> **WORK ORDER**
Return, word for word, the lines of the listing below from the one with "pub enum Samples" through the one with "image, row major.", and no other lines.

> **DATASET EXCERPTS**
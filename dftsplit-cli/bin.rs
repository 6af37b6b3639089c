use clap::Parser;
use dftsplit_cli::{init_tracing, run, Cli};

fn main() -> anyhow::Result<()> {
    let cli = Cli::parse();
    init_tracing(cli.verbose);
    run(cli)
}
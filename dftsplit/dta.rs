//! Text codec for the per-channel [`NormData`] record ("dta" file).
//!
//! One line per channel, four whitespace separated numbers:
//! `mag_min mag_max phs_min phs_max`. There is no header, the channel
//! count comes from the paired magnitude/phase images.

use std::{
    fs::File,
    io::{BufRead, BufReader, BufWriter, Write},
    path::Path,
};

use crate::{types::NormData, DftError, Result};

const FIELDS: usize = 4;

pub fn encode<W: Write>(norms: &[NormData], mut writer: W) -> Result<()> {
    for norm in norms {
        // {:e} prints the shortest representation that parses back to the same f64
        writeln!(
            writer,
            "{:e} {:e} {:e} {:e}",
            norm.mag_min, norm.mag_max, norm.phs_min, norm.phs_max
        )?;
    }
    writer.flush()?;
    Ok(())
}

pub fn decode<R: BufRead>(reader: R) -> Result<Vec<NormData>> {
    let mut norms = Vec::new();

    for (index, line) in reader.lines().enumerate() {
        let line = line?;
        norms.push(parse_line(&line, index + 1)?);
    }

    Ok(norms)
}

fn parse_line(line: &str, line_number: usize) -> Result<NormData> {
    let malformed = |reason: String| DftError::MalformedMetadata {
        line: line_number,
        reason,
    };

    let tokens: Vec<&str> = line.split_whitespace().collect();
    if tokens.len() != FIELDS {
        return Err(malformed(format!(
            "expected {FIELDS} numbers, found {}",
            tokens.len()
        )));
    }

    let mut values = [0.0; FIELDS];
    for (value, token) in values.iter_mut().zip(&tokens) {
        *value = token
            .parse::<f64>()
            .map_err(|e| malformed(format!("invalid number {token:?}: {e}")))?;
    }

    let [mag_min, mag_max, phs_min, phs_max] = values;
    if mag_min > mag_max {
        return Err(malformed(format!(
            "magnitude minimum {mag_min} exceeds maximum {mag_max}"
        )));
    }
    if phs_min > phs_max {
        return Err(malformed(format!(
            "phase minimum {phs_min} exceeds maximum {phs_max}"
        )));
    }

    Ok(NormData::new(mag_min, mag_max, phs_min, phs_max))
}

pub fn write_file(path: &Path, norms: &[NormData]) -> Result<()> {
    let file = File::create(path)?;
    encode(norms, BufWriter::new(file))
}

pub fn read_file(path: &Path) -> Result<Vec<NormData>> {
    let file = File::open(path)?;
    decode(BufReader::new(file))
}
use ndarray::Array2;

use crate::{DftError, Result};

// quantized magnitude and phase live in the full u16 range
pub const QUANT_MAX: f64 = 65535.0;
// value written for every sample of a plane with zero range
pub const QUANT_MIDPOINT: u16 = 32768;

/// Per-channel bounds used to quantize log-magnitude and phase.
///
/// Produced once by the forward transform and required unchanged by the inverse.
#[derive(Debug, Clone, Copy, PartialEq)]
pub struct NormData {
    pub mag_min: f64,
    pub mag_max: f64,
    pub phs_min: f64,
    pub phs_max: f64,
}

impl NormData {
    pub fn new(mag_min: f64, mag_max: f64, phs_min: f64, phs_max: f64) -> Self {
        NormData {
            mag_min,
            mag_max,
            phs_min,
            phs_max,
        }
    }

    pub fn mag_range(&self) -> f64 {
        self.mag_max - self.mag_min
    }

    pub fn phs_range(&self) -> f64 {
        self.phs_max - self.phs_min
    }
}

/// Quantized frequency-domain representation of one channel.
#[derive(Debug, Clone)]
pub struct ChannelSpectrum {
    pub magnitude: Array2<u16>,
    pub phase: Array2<u16>,
    pub norm: NormData,
}

#[derive(Debug, Clone, Copy, PartialEq, Eq)]
pub enum SampleFormat {
    U8,
    U16,
    F32,
}

#[derive(Debug, Clone, PartialEq)]
pub enum Samples {
    U8(Vec<u8>),
    U16(Vec<u16>),
    F32(Vec<f32>),
}

impl Samples {
    pub fn len(&self) -> usize {
        match self {
            Samples::U8(data) => data.len(),
            Samples::U16(data) => data.len(),
            Samples::F32(data) => data.len(),
        }
    }

    pub fn is_empty(&self) -> bool {
        self.len() == 0
    }

    pub fn format(&self) -> SampleFormat {
        match self {
            Samples::U8(_) => SampleFormat::U8,
            Samples::U16(_) => SampleFormat::U16,
            Samples::F32(_) => SampleFormat::F32,
        }
    }
}

/// A sample type an [`Image`] can store.
pub trait Sample: Copy + Default + Send + Sync + 'static {
    const FORMAT: SampleFormat;

    fn to_f64(self) -> f64;
    fn into_samples(data: Vec<Self>) -> Samples;
}

impl Sample for u8 {
    const FORMAT: SampleFormat = SampleFormat::U8;

    #[inline]
    fn to_f64(self) -> f64 {
        self as f64
    }

    fn into_samples(data: Vec<Self>) -> Samples {
        Samples::U8(data)
    }
}

impl Sample for u16 {
    const FORMAT: SampleFormat = SampleFormat::U16;

    #[inline]
    fn to_f64(self) -> f64 {
        self as f64
    }

    fn into_samples(data: Vec<Self>) -> Samples {
        Samples::U16(data)
    }
}

impl Sample for f32 {
    const FORMAT: SampleFormat = SampleFormat::F32;

    #[inline]
    fn to_f64(self) -> f64 {
        self as f64
    }

    fn into_samples(data: Vec<Self>) -> Samples {
        Samples::F32(data)
    }
}

/// Interleaved multi-channel image, row major.
#[derive(Debug, Clone, PartialEq)]
pub struct Image {
    width: usize,
    height: usize,
    channels: usize,
    samples: Samples,
}

impl Image {
    pub fn new(width: usize, height: usize, channels: usize, samples: Samples) -> Result<Self> {
        let expected = width * height * channels;
        if samples.len() != expected {
            return Err(DftError::InvalidSampleCount {
                expected,
                found: samples.len(),
            });
        }

        Ok(Image {
            width,
            height,
            channels,
            samples,
        })
    }

    pub fn width(&self) -> usize {
        self.width
    }

    pub fn height(&self) -> usize {
        self.height
    }

    pub fn dimensions(&self) -> (usize, usize) {
        (self.width, self.height)
    }

    pub fn channels(&self) -> usize {
        self.channels
    }

    pub fn format(&self) -> SampleFormat {
        self.samples.format()
    }

    pub fn samples(&self) -> &Samples {
        &self.samples
    }
}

> **ANSWER**
pub enum Samples {
    U8(Vec<u8>),
    U16(Vec<u16>),
    F32(Vec<f32>),
}

impl Samples {
    pub fn len(&self) -> usize {
        match self {
            Samples::U8(data) => data.len(),
            Samples::U16(data) => data.len(),
            Samples::F32(data) => data.len(),
        }
    }

    pub fn is_empty(&self) -> bool {
        self.len() == 0
    }

    pub fn format(&self) -> SampleFormat {
        match self {
            Samples::U8(_) => SampleFormat::U8,
            Samples::U16(_) => SampleFormat::U16,
            Samples::F32(_) => SampleFormat::F32,
        }
    }
}

/// A sample type an [`Image`] can store.
pub trait Sample: Copy + Default + Send + Sync + 'static {
    const FORMAT: SampleFormat;

    fn to_f64(self) -> f64;
    fn into_samples(data: Vec<Self>) -> Samples;
}

impl Sample for u8 {
    const FORMAT: SampleFormat = SampleFormat::U8;

    #[inline]
    fn to_f64(self) -> f64 {
        self as f64
    }

    fn into_samples(data: Vec<Self>) -> Samples {
        Samples::U8(data)
    }
}

impl Sample for u16 {
    const FORMAT: SampleFormat = SampleFormat::U16;

    #[inline]
    fn to_f64(self) -> f64 {
        self as f64
    }

    fn into_samples(data: Vec<Self>) -> Samples {
        Samples::U16(data)
    }
}

impl Sample for f32 {
    const FORMAT: SampleFormat = SampleFormat::F32;

    #[inline]
    fn to_f64(self) -> f64 {
        self as f64
    }

    fn into_samples(data: Vec<Self>) -> Samples {
        Samples::F32(data)
    }
}

/// Interleaved multi-channel image, row major.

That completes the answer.